WHO Pilot Project Speeds Approval of Janssen HIV Drug in African Nations

World Health Organization (WHO) pilot project seeking to bring previously accepted medicines to Africa more rapidly will continue into 2016 after 4 of 11 participating African national medicines regulatory authorities (NMRAs) accepted Janssen’s pediatric HIV drug Intellence (etravirine).

As of November, regulators from

Namibia (accepted 86 days after submission),

Cote d’Ivoire (4 months),

Botswana (6 months) and

Kenya (7 months),   have accepted the use of the drug, which was earlier Okayed by the US FDA and the EMA in 2008.

The pilot has successfully decreased the acceptance process from what’s generally a two-year wait and brought it down to between 3 and 8 months. More than 25 NMRAs have stated they want to contribute to the pilot, which includes those from nations outside of Africa, such as the Philippines, Georgia and Armenia.

After Janssen and the EMA decided to share detailed results of full assessment and inspection reports with the initial group of African NMRAs, the NMRAs were requested to offer approval and WHO triggered the data transfer process.

WHO’s Monika Zweygarth told

Preparations to apply the process to other selected drugs are under way. Piloting of the procedure will carry on into 2016 till adequate experience in the application of the procedure’s mechanisms has been collected to allow final guidance to be drafted.

Janssen stated in a report provided in Denmark that it believed that the African reviewers were very thorough and gave sufficient time to react, though the approval reports did not reflect all realities of the African environment. Face to face meetings among the African regulators also lead to comparison of practices among the various countries (e.g., number of samples) which may facilitate regulatory harmonization.

Pilot Information

WHO says the pilot is intended to concentrate on generic and innovative drugs of major public health need, for example, TB, malaria, maternal health, antiretroviral and contraceptives drugs that have been accepted by participating stringent regulatory authorities (SRAs).

Helping to train between 5 and 10 national regulatory teams to evaluate these drugs in line with global standards is one of the major goals, WHO said, noting that the pilot prioritizes drugs pre-qualified by WHO, medicines welcomed for WHO pre-qualification, or drugs of specific interest to WHO disease programs or with other special relevance (e.g. pediatric formulation).
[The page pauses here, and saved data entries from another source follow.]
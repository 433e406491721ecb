use super::handlers;
use super::types::{AppState, Request};
use crate::ipc::error::err;

pub fn handle_request(state: &mut AppState, req: Request) -> serde_json::Value {
    if let Some(resp) = handlers::core::try_handle(state, &req) {
        return resp;
    }
    if let Some(resp) = handlers::records::try_handle(state, &req) {
        return resp;
    }
    if let Some(resp) = handlers::view::try_handle(state, &req) {
        return resp;
    }
    if let Some(resp) = handlers::reports::try_handle(state, &req) {
        return resp;
    }

    err(
        &req.id,
        "not_implemented",
        format!("unknown method: {}", req.method),
        None,
    )
}
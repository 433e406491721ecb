use std::path::PathBuf;

use rusqlite::Connection;
use serde::Deserialize;

use crate::view::ConsoleView;

#[derive(Debug, Deserialize, Clone)]
pub struct Request {
    pub id: String,
    pub method: String,
    #[serde(default)]
    pub params: serde_json::Value,
}

pub struct AppState {
    pub workspace: Option<PathBuf>,
    pub db: Option<Connection>,
    pub view: ConsoleView,
}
For other pharmaceutical organizations willing to take part, WHO is looking for participants that can:

  • Ensure the NMRA that the product to which the process will be applied is the similar as the EMA- or FDA-approved product.
  • Ensure that the dossier is organized in the common technical document format (CTD) under which it was accepted by EMA or FDA. For innovative drugs, WHO says it may be beneficial to submit in addition to existing overviews a “bridging report” which talks about data appropriate for the nations of submission if the evaluation report does not cover these elements to an adequate
  • Offer full evaluation and inspection reports generated by EMA or FDA or other more stringent international regulators.